### PROBLEM DESCRIPTION
When copying the data, keep every line exactly the same.

Records excerpted from a collection:
+---+

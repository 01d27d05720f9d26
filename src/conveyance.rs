//! Platform conveyance and manual collision resolution.
//!
//! While a character rides a moving platform its body is positioned
//! directly, so the physics solver no longer resolves its contacts. Every
//! conveyed step the controller sweeps its own collision box along the
//! requested displacement and, on a blocking hit, snaps to the obstacle's
//! boundary instead of committing the move. The platform's motion over the
//! step is part of that displacement.

use bevy::prelude::*;

use crate::backend::TerrainQuery;
use crate::detection::SurfaceHit;
use crate::probe::ProbeShape;

/// Outcome of [`resolve_kinematic_move`].
#[derive(Debug, Clone, Copy, PartialEq)]
pub struct KinematicMove {
    /// Body position to commit.
    pub position: Vec2,
    /// The blocking hit, if the requested displacement was discarded.
    pub hit: Option<SurfaceHit>,
}

impl KinematicMove {
    fn unobstructed(position: Vec2) -> Self {
        Self {
            position,
            hit: None,
        }
    }
}

/// Move a directly-positioned body by `displacement`, stopping at the first
/// blocking surface.
///
/// `query` must already exclude the platform being ridden, the character's
/// own colliders and sensors. `max_penetration` is the margin used to find
/// the obstacle boundary: the result never overlaps the obstacle and is at
/// most `max_penetration` away from it.
pub fn resolve_kinematic_move(
    query: &impl TerrainQuery,
    position: Vec2,
    shape: &ProbeShape,
    displacement: Vec2,
    max_penetration: f32,
) -> KinematicMove {
    let Ok(direction) = Dir2::new(displacement) else {
        return KinematicMove::unobstructed(position);
    };

    let center = shape.center(position);
    let half = shape.half_extents;
    let Some(hit) = query.cast_box(center, half, direction, displacement.length()) else {
        return KinematicMove::unobstructed(position + displacement);
    };

    let impact = center + *direction * hit.distance;
    let backoff = impact + hit.normal * max_penetration;
    let boundary = Dir2::new(-hit.normal)
        .ok()
        .and_then(|back| query.cast_box(backoff, half, back, max_penetration * 2.0));

    let resolved = match boundary {
        Some(boundary) => backoff - hit.normal * boundary.distance,
        None => {
            warn!(
                "conveyed move blocked by {:?} but the boundary cast found nothing; holding at impact",
                hit.entity
            );
            impact
        }
    };

    KinematicMove {
        position: resolved - shape.offset,
        hit: Some(hit),
    }
}
// ==================== Movement ====================

mod movement {
    use super::*;

    #[test]
    fn desired_speed_accelerates_along_floor() {
        let mut app = create_test_app();
        spawn_floor(&mut app);
        let character = spawn_character(&mut app, Vec2::new(0.0, standing_on(FLOOR_TOP)));
        run_frames(&mut app, 5);

        let start = position(&app, character);
        intent_mut(&mut app, character).set_desired_speed(100.0);
        run_frames(&mut app, 30);

        let vel = velocity(&app, character);
        let moved = position(&app, character).x - start.x;
        println!("PROOF: vel={:?}, moved={}", vel, moved);
        assert!(vel.x > 90.0 && vel.x < 101.0);
        assert!(moved > 20.0);
        // Zero friction while moving.
        assert_eq!(controller(&app, character).friction(), FrictionMode::Zero);
    }

    #[test]
    fn idle_character_uses_high_friction() {
        let mut app = create_test_app();
        spawn_floor(&mut app);
        let character = spawn_character(&mut app, Vec2::new(0.0, standing_on(FLOOR_TOP)));

        run_frames(&mut app, 10);

        let friction = app.world().get::<Friction>(character).copied();
        println!("PROOF: friction={:?}", friction);
        assert_eq!(controller(&app, character).friction(), FrictionMode::High);
        assert!(friction.is_some_and(|f| f.dynamic_coefficient > 0.0));
    }

    #[test]
    fn jump_leaves_the_floor() {
        let mut app = create_test_app();
        spawn_floor(&mut app);
        let character = spawn_character(&mut app, Vec2::new(0.0, standing_on(FLOOR_TOP)));
        run_frames(&mut app, 10);
        assert!(contact(&app, character).is_grounded());

        let start_y = position(&app, character).y;
        intent_mut(&mut app, character).request_jump();
        tick(&mut app);

        let vel_after = velocity(&app, character);
        println!("PROOF: vel_after.y={}", vel_after.y);
        assert!(vel_after.y > 0.0);
        assert_eq!(controller(&app, character).jump_count(), 1);

        run_frames(&mut app, 10);
        let risen = position(&app, character).y - start_y;
        println!("PROOF: risen={}", risen);
        assert!(risen > 10.0);
        assert!(!contact(&app, character).is_grounded());
    }

    #[test]
    fn airborne_character_sticks_to_wall() {
        let mut app = create_test_app();
        spawn_block(&mut app, Vec2::new(CHARACTER_HALF.x + 0.5 + 10.0, 200.0), Vec2::new(10.0, 200.0));
        let character = spawn_character(&mut app, Vec2::new(0.0, 200.0));
        intent_mut(&mut app, character).set_move_input(1.0);

        run_frames(&mut app, 5);
        let stuck_y = position(&app, character).y;
        run_frames(&mut app, 30);

        let controller = controller(&app, character);
        let drift = (position(&app, character).y - stuck_y).abs();
        println!(
            "PROOF: mode={:?}, stuck_wall={:?}, drift={}",
            controller.mode(),
            controller.stuck_wall(),
            drift
        );
        assert_eq!(controller.mode(), MovementMode::WallStick);
        assert_eq!(controller.stuck_wall(), Some(WallSide::Right));
        assert!(drift < 1.0);
    }
}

+---+

### EXERCISE ANSWER
repository 01d27d05720f9d26
filename src/conveyance.rs
//! Platform conveyance and manual collision resolution.
//!
//! While a character rides a moving platform its body is positioned
//! directly, so the physics solver no longer resolves its contacts. Every
//! conveyed step the controller sweeps its own collision box along the
//! requested displacement and, on a blocking hit, snaps to the obstacle's
//! boundary instead of committing the move. The platform's motion over the
//! step is part of that displacement.

use bevy::prelude::*;

use crate::backend::TerrainQuery;
use crate::detection::SurfaceHit;
use crate::probe::ProbeShape;

/// Outcome of [`resolve_kinematic_move`].
#[derive(Debug, Clone, Copy, PartialEq)]
pub struct KinematicMove {
    /// Body position to commit.
    pub position: Vec2,
    /// The blocking hit, if the requested displacement was discarded.
    pub hit: Option<SurfaceHit>,
}

impl KinematicMove {
    fn unobstructed(position: Vec2) -> Self {
        Self {
            position,
            hit: None,
        }
    }
}

/// Move a directly-positioned body by `displacement`, stopping at the first
/// blocking surface.
///
/// `query` must already exclude the platform being ridden, the character's
/// own colliders and sensors. `max_penetration` is the margin used to find
/// the obstacle boundary: the result never overlaps the obstacle and is at
/// most `max_penetration` away from it.
pub fn resolve_kinematic_move(
    query: &impl TerrainQuery,
    position: Vec2,
    shape: &ProbeShape,
    displacement: Vec2,
    max_penetration: f32,
) -> KinematicMove {
    let Ok(direction) = Dir2::new(displacement) else {
        return KinematicMove::unobstructed(position);
    };

    let center = shape.center(position);
    let half = shape.half_extents;
    let Some(hit) = query.cast_box(center, half, direction, displacement.length()) else {
        return KinematicMove::unobstructed(position + displacement);
    };

    let impact = center + *direction * hit.distance;
    let backoff = impact + hit.normal * max_penetration;
    let boundary = Dir2::new(-hit.normal)
        .ok()
        .and_then(|back| query.cast_box(backoff, half, back, max_penetration * 2.0));

    let resolved = match boundary {
        Some(boundary) => backoff - hit.normal * boundary.distance,
        None => {
            warn!(
                "conveyed move blocked by {:?} but the boundary cast found nothing; holding at impact",
                hit.entity
            );
            impact
        }
    };

    KinematicMove {
        position: resolved - shape.offset,
        hit: Some(hit),
    }
}
// ==================== Movement ====================

mod movement {
    use super::*;

    #[test]
    fn desired_speed_accelerates_along_floor() {
        let mut app = create_test_app();
        spawn_floor(&mut app);
        let character = spawn_character(&mut app, Vec2::new(0.0, standing_on(FLOOR_TOP)));
        run_frames(&mut app, 5);

        let start = position(&app, character);
        intent_mut(&mut app, character).set_desired_speed(100.0);
        run_frames(&mut app, 30);

        let vel = velocity(&app, character);
        let moved = position(&app, character).x - start.x;
        println!("PROOF: vel={:?}, moved={}", vel, moved);
        assert!(vel.x > 90.0 && vel.x < 101.0);
        assert!(moved > 20.0);
        // Zero friction while moving.
        assert_eq!(controller(&app, character).friction(), FrictionMode::Zero);
    }

    #[test]
    fn idle_character_uses_high_friction() {
        let mut app = create_test_app();
        spawn_floor(&mut app);
        let character = spawn_character(&mut app, Vec2::new(0.0, standing_on(FLOOR_TOP)));

        run_frames(&mut app, 10);

        let friction = app.world().get::<Friction>(character).copied();
        println!("PROOF: friction={:?}", friction);
        assert_eq!(controller(&app, character).friction(), FrictionMode::High);
        assert!(friction.is_some_and(|f| f.dynamic_coefficient > 0.0));
    }

    #[test]
    fn jump_leaves_the_floor() {
        let mut app = create_test_app();
        spawn_floor(&mut app);
        let character = spawn_character(&mut app, Vec2::new(0.0, standing_on(FLOOR_TOP)));
        run_frames(&mut app, 10);
        assert!(contact(&app, character).is_grounded());

        let start_y = position(&app, character).y;
        intent_mut(&mut app, character).request_jump();
        tick(&mut app);

        let vel_after = velocity(&app, character);
        println!("PROOF: vel_after.y={}", vel_after.y);
        assert!(vel_after.y > 0.0);
        assert_eq!(controller(&app, character).jump_count(), 1);

        run_frames(&mut app, 10);
        let risen = position(&app, character).y - start_y;
        println!("PROOF: risen={}", risen);
        assert!(risen > 10.0);
        assert!(!contact(&app, character).is_grounded());
    }

    #[test]
    fn airborne_character_sticks_to_wall() {
        let mut app = create_test_app();
        spawn_block(&mut app, Vec2::new(CHARACTER_HALF.x + 0.5 + 10.0, 200.0), Vec2::new(10.0, 200.0));
        let character = spawn_character(&mut app, Vec2::new(0.0, 200.0));
        intent_mut(&mut app, character).set_move_input(1.0);

        run_frames(&mut app, 5);
        let stuck_y = position(&app, character).y;
        run_frames(&mut app, 30);

        let controller = controller(&app, character);
        let drift = (position(&app, character).y - stuck_y).abs();
        println!(
            "PROOF: mode={:?}, stuck_wall={:?}, drift={}",
            controller.mode(),
            controller.stuck_wall(),
            drift
        );
        assert_eq!(controller.mode(), MovementMode::WallStick);
        assert_eq!(controller.stuck_wall(), Some(WallSide::Right));
        assert!(drift < 1.0);
    }
}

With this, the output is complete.